No passado fim-de-semana tive oportunidade de participar no fórum “Maintenant à Gauche”, no Caveau de la République, em Paris. As primeiras impressões foram dum país e duma capital, bela como sempre, mas profundamente marcada pelas greves e manifestações das últimas semanas, com particular incidência nos transportes públicos e visível nas enormes filas de trânsito. Os ferroviários – os bravos cheminots – foram o coração dos protestos que alastraram a outros sectores, com destaque para a greve da função pública. Também os estudantes da Sorbonne e outras universidades em luta contra a política de privatização do ensino superior se travaram de velhas razões com os flics da polícia de choque, agora às ordens de Sarkozy.
O que surpreende (ou talvez não) é a força e a extensão de um vasto movimento social, seis meses depois da eleição dum Presidente trauliteiro, o mais à direita desde que De Gaulle proclamou a V República. Cavalgando a onda do mais desbragado neoliberalismo, alinhado com os neocons norte-americanos e com Bush nas ameaças de guerra contra o Irão, Sarkozy disse ao que vinha ao romper com a tradicional independência da política externa francesa e com o Estado Social paternalista modelado pela burguesia no pós-guerra, face a um movimento operário poderoso e combativo. É claro que toda esta agressividade social não podia passar sem resposta.
A receita é conhecida em Portugal, pela mão do governo Sócrates: a mesma demagogia do combate aos privilégios visa a destruição dos regimes especiais de protecção social conquistados há décadas por categorias profissionais particularmente desgastantes, como os ferroviários ou os mineiros. Lá como cá, na função pública e no sector privado, o objectivo é aumentar a idade geral de reforma que em França é hoje aos 60 anos. O mundo do trabalho responde à questão dos “privilégios” colocando cima da mesa a exigência duma justa repartição da riqueza. Questão bem oportuna quando Sarkozy, o mesmo que chamou “escumalha” aos jovens franceses e imigrantes da segunda geração, está a braços com escândalos dos seus amigos banqueiros e traficantes de armas para países africanos e o ex-Presidente Chirac responde a uma procuradora e pode vir a sentar-se no banco dos réus …
Neste clima de efervescência social, discutiu-se a premência duma alternativa política que responda às aspirações de mudança dos trabalhadores.
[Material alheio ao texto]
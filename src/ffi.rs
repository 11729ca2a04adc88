//! FFI Layer
//!
//! All C-ABI exports are defined here. Every function follows the same
//! pattern:
//! - Input: JSON string (null-terminated C string)
//! - Output: JSON string (must be freed with `eip191_free_string`)
//!
//! Error handling: All functions return JSON with `success` field.
//! On error, `success: false` and `error` object is populated.

use std::ffi::{CStr, CString};
use std::os::raw::c_char;
use std::sync::Arc;

use crate::config::RenderLimits;
use crate::error::{Eip191Error, ErrorCode};
use crate::{log_error, log_warn};
use crate::signing::{
    Eip191TextualHandler, PrerenderedTextualHandler, SignContext, SignDocument, SignerData, TxData,
};
use crate::types::*;

// =============================================================================
// Memory Management
// =============================================================================

/// Free a string returned by any eip191_* function
///
/// # Safety
/// The pointer must have been returned by an eip191_* function
#[unsafe(no_mangle)]
pub extern "C" fn eip191_free_string(s: *mut c_char) {
    if s.is_null() {
        return;
    }
    unsafe {
        let _ = CString::from_raw(s);
    }
}

// =============================================================================
// Helper Functions
// =============================================================================

/// Convert C string to an owned Rust string, returning error JSON if invalid
fn parse_input(input: *const c_char) -> Result<String, *mut c_char> {
    if input.is_null() {
        return Err(error_response(Eip191Error::invalid_input("Null input pointer")));
    }

    let c_str = unsafe { CStr::from_ptr(input) };
    match c_str.to_str() {
        Ok(s) => Ok(s.to_owned()),
        Err(_) => Err(error_response(Eip191Error::invalid_input("Invalid UTF-8 string"))),
    }
}

/// Create a success response JSON string
fn success_response<T: serde::Serialize>(data: T) -> *mut c_char {
    let response = ApiResponse::ok(data);
    string_to_ptr(response.to_json())
}

/// Create an error response JSON string
fn error_response(error: Eip191Error) -> *mut c_char {
    if error.code == ErrorCode::Internal {
        log_error!("ffi", "request failed", code = format!("{:?}", error.code), message = error.message);
    } else {
        log_warn!("ffi", "request failed", code = format!("{:?}", error.code), message = error.message);
    }
    let response: ApiResponse<()> = ApiResponse::err(error);
    string_to_ptr(response.to_json())
}

/// Convert Rust string to C string pointer
fn string_to_ptr(s: String) -> *mut c_char {
    match CString::new(s) {
        Ok(c_str) => c_str.into_raw(),
        Err(_) => {
            // Last resort: return a minimal error
            let fallback = r#"{"success":false,"error":{"code":"internal","message":"String conversion failed"}}"#;
            CString::new(fallback).map_or(std::ptr::null_mut(), CString::into_raw)
        }
    }
}

#[derive(serde::Deserialize)]
#[serde(rename_all = "camelCase")]
struct SignDocRequest {
    /// Hex-encoded CBOR textual sign doc, with or without 0x
    sign_doc: String,
    #[serde(default)]
    signer: Option<SignerData>,
    #[serde(default)]
    request_id: Option<String>,
    /// Use the strict render limits
    #[serde(default)]
    strict: bool,
}

impl SignDocRequest {
    fn sign_doc_bytes(&self) -> Result<Vec<u8>, Eip191Error> {
        let hex_str = self.sign_doc.trim();
        let hex_str = hex_str.strip_prefix("0x").unwrap_or(hex_str);
        if hex_str.is_empty() {
            return Err(Eip191Error::invalid_input("Empty sign doc"));
        }
        Ok(hex::decode(hex_str)?)
    }

    fn limits(&self) -> RenderLimits {
        if self.strict {
            RenderLimits::strict()
        } else {
            RenderLimits::standard()
        }
    }
}

fn parse_request(input: *const c_char) -> Result<SignDocRequest, *mut c_char> {
    let json_str = parse_input(input)?;
    serde_json::from_str(&json_str)
        .map_err(|e| error_response(Eip191Error::parse_error(format!("Invalid request: {}", e))))
}

fn render_request(request: &SignDocRequest) -> Result<RenderedSignBytes, Eip191Error> {
    let sign_doc = request.sign_doc_bytes()?;
    let handler = Eip191TextualHandler::new(Arc::new(PrerenderedTextualHandler))
        .with_limits(request.limits())?;

    let ctx = match &request.request_id {
        Some(id) => SignContext::with_request_id(id.clone()),
        None => SignContext::default(),
    };
    let signer = request.signer.clone().unwrap_or_default();
    let message = handler.render_message(&ctx, &signer, &TxData::with_textual_sign_doc(sign_doc))?;
    Ok(RenderedSignBytes::from(&message))
}

// =============================================================================
// Textual Sign Docs
// =============================================================================

/// Render a textual sign doc as an EIP-191 personal message
///
/// # Input
/// ```json
/// { "signDoc": "0xa10181a102626869", "requestId": "optional", "strict": false }
/// ```
///
/// # Output
/// ```json
/// {
///   "success": true,
///   "data": {
///     "plaintext": "hi",
///     "signBytes": "0x19457468...",
///     "digest": "0x...",
///     "screens": 1
///   }
/// }
/// ```
#[unsafe(no_mangle)]
pub extern "C" fn eip191_render_textual(input: *const c_char) -> *mut c_char {
    let request = match parse_request(input) {
        Ok(r) => r,
        Err(ptr) => return ptr,
    };

    match render_request(&request) {
        Ok(rendered) => success_response(rendered),
        Err(e) => error_response(e),
    }
}

/// Decode a textual sign doc into its screens without wrapping it
///
/// # Input
/// ```json
/// { "signDoc": "0x..." }
/// ```
///
/// # Output
/// ```json
/// {
///   "success": true,
///   "data": {
///     "screens": [{ "title": "Fee", "content": "0.01 ATOM", "indent": 1, "expert": true }],
///     "lines": ["*\tFee: 0.01 ATOM"]
///   }
/// }
/// ```
#[unsafe(no_mangle)]
pub extern "C" fn eip191_decode_sign_doc(input: *const c_char) -> *mut c_char {
    let request = match parse_request(input) {
        Ok(r) => r,
        Err(ptr) => return ptr,
    };

    let decoded = request
        .sign_doc_bytes()
        .and_then(|bytes| {
            SignDocument::from_cbor_with_limits(&bytes, &request.limits()).map_err(Eip191Error::from)
        });

    match decoded {
        Ok(doc) => success_response(DecodedSignDoc::from(doc)),
        Err(e) => error_response(e),
    }
}

#[cfg(test)]
mod tests {
    use super::*;
    use serde_json::Value;

    fn call_ffi(func: extern "C" fn(*const c_char) -> *mut c_char, input: &str) -> Value {
        let c_input = CString::new(input).unwrap();
        let result = func(c_input.as_ptr());
        let output = unsafe { CStr::from_ptr(result) }.to_string_lossy().into_owned();
        eip191_free_string(result);
        serde_json::from_str(&output).unwrap()
    }

    #[test]
    fn test_render_textual() {
        let response = call_ffi(eip191_render_textual, r#"{"signDoc":"0xa10181a102626869"}"#);
        assert_eq!(response["success"], true);
        assert_eq!(response["data"]["plaintext"], "hi");
        assert_eq!(response["data"]["screens"], 1);
        assert_eq!(
            response["data"]["signBytes"],
            "0x19457468657265756d205369676e6564204d6573736167653a0a326869"
        );
    }

    #[test]
    fn test_render_textual_bad_hex() {
        let response = call_ffi(eip191_render_textual, r#"{"signDoc":"0xa10181zz"}"#);
        assert_eq!(response["success"], false);
        assert_eq!(response["error"]["code"], "hex_error");
    }

    #[test]
    fn test_render_textual_bad_json() {
        let response = call_ffi(eip191_render_textual, r#"{"sign_doc":"#);
        assert_eq!(response["success"], false);
        assert_eq!(response["error"]["code"], "parse_error");
    }

    #[test]
    fn test_render_textual_decode_error() {
        let response = call_ffi(eip191_render_textual, r#"{"signDoc":"ff"}"#);
        assert_eq!(response["success"], false);
        assert_eq!(response["error"]["code"], "decode_error");
    }

    #[test]
    fn test_render_textual_empty_sign_doc() {
        let response = call_ffi(eip191_render_textual, r#"{"signDoc":"0x"}"#);
        assert_eq!(response["success"], false);
        assert_eq!(response["error"]["code"], "invalid_input");
    }

    #[test]
    fn test_decode_sign_doc() {
        // {1: [{1: "Fee", 2: "0.01 ATOM", 3: 1, 4: true}]}
        let response = call_ffi(
            eip191_decode_sign_doc,
            r#"{"signDoc":"a10181a401634665650269302e30312041544f4d030104f5"}"#,
        );
        assert_eq!(response["success"], true);
        assert_eq!(response["data"]["screens"][0]["title"], "Fee");
        assert_eq!(response["data"]["lines"][0], "*\tFee: 0.01 ATOM");
    }

    #[test]
    fn test_null_input() {
        let result = eip191_render_textual(std::ptr::null());
        let output = unsafe { CStr::from_ptr(result) }.to_string_lossy().into_owned();
        eip191_free_string(result);
        assert!(output.contains("Null input pointer"));
    }
}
Apesar de traços comuns, como o “centrão” neoliberal entre o PS e a direita, a situação tem particularidades à esquerda que merecem a maior atenção – ou não fosse França, há mais de dois séculos, o laboratório político da Europa.
Depois da dispersão visível nas presidenciais de Maio passado, há uma consciência muito forte da necessidade de abrir novos caminhos à esquerda e começam a desenhar-se pontos de entendimento: o primeiro é a defesa intransigente da soberania popular e do respeito pelo NÃO do povo francês ao projecto de Constituição Europeia, o combate contra a imposição do novo Tratado Europeu sem referendo, à revelia da própria Constituição; a defesa das conquistas do movimento operário e dos direitos sociais; a recusa de atrelamento a governos de gestão do neoliberalismo e o corte com um PS que apenas critica a falta de diálogo de Sarkozy mas subscreve todas as suas contra-reformas.
Na sala desfilaram militantes de diversas origens políticas: socialistas, comunistas, republicanos de esquerda, ecologistas, trotskistas, altermundialistas, todos partilhando a convicção de que é urgente uma formação política ampla, plural e combativa, um novo “rassemblemment à gauche” que faça renascer a esperança. Significativa a intervenção do representante da corrente unitária do PCF: “a melhor maneira de defender hoje o ideal comunista é ultrapassar a forma Partido Comunista e mergulhar no seio duma formação ampla da esquerda”. Em cima da mesa estiveram experiências da nova esquerda europeia, como o Bloco de Esquerda e o “Die Link” alemão, resultante da fusão do ex-PDS e da esquerda do SPD representada por Oskar Lafontaine, presidente deste novo partido que já ultrapassou os 8% a nível nacional e os 20% em territórios da antiga RDA.
Felizmente, as aspirações de unidade e mudança não se esgotam no Caveau de la République. Dois dias antes, num comício com duas mil pessoas, Olivier Besancenot – o candidato à esquerda do PS mais votado nas presidenciais – defendeu também a necessidade do novo partido anti-capitalista. Aguardam-se novidades nos Congressos do PCF e da LCR, em Dezembro e Janeiro próximos. E como a luta social não tem fronteiras, a 30 de Novembro cá vamos à greve geral da função pública!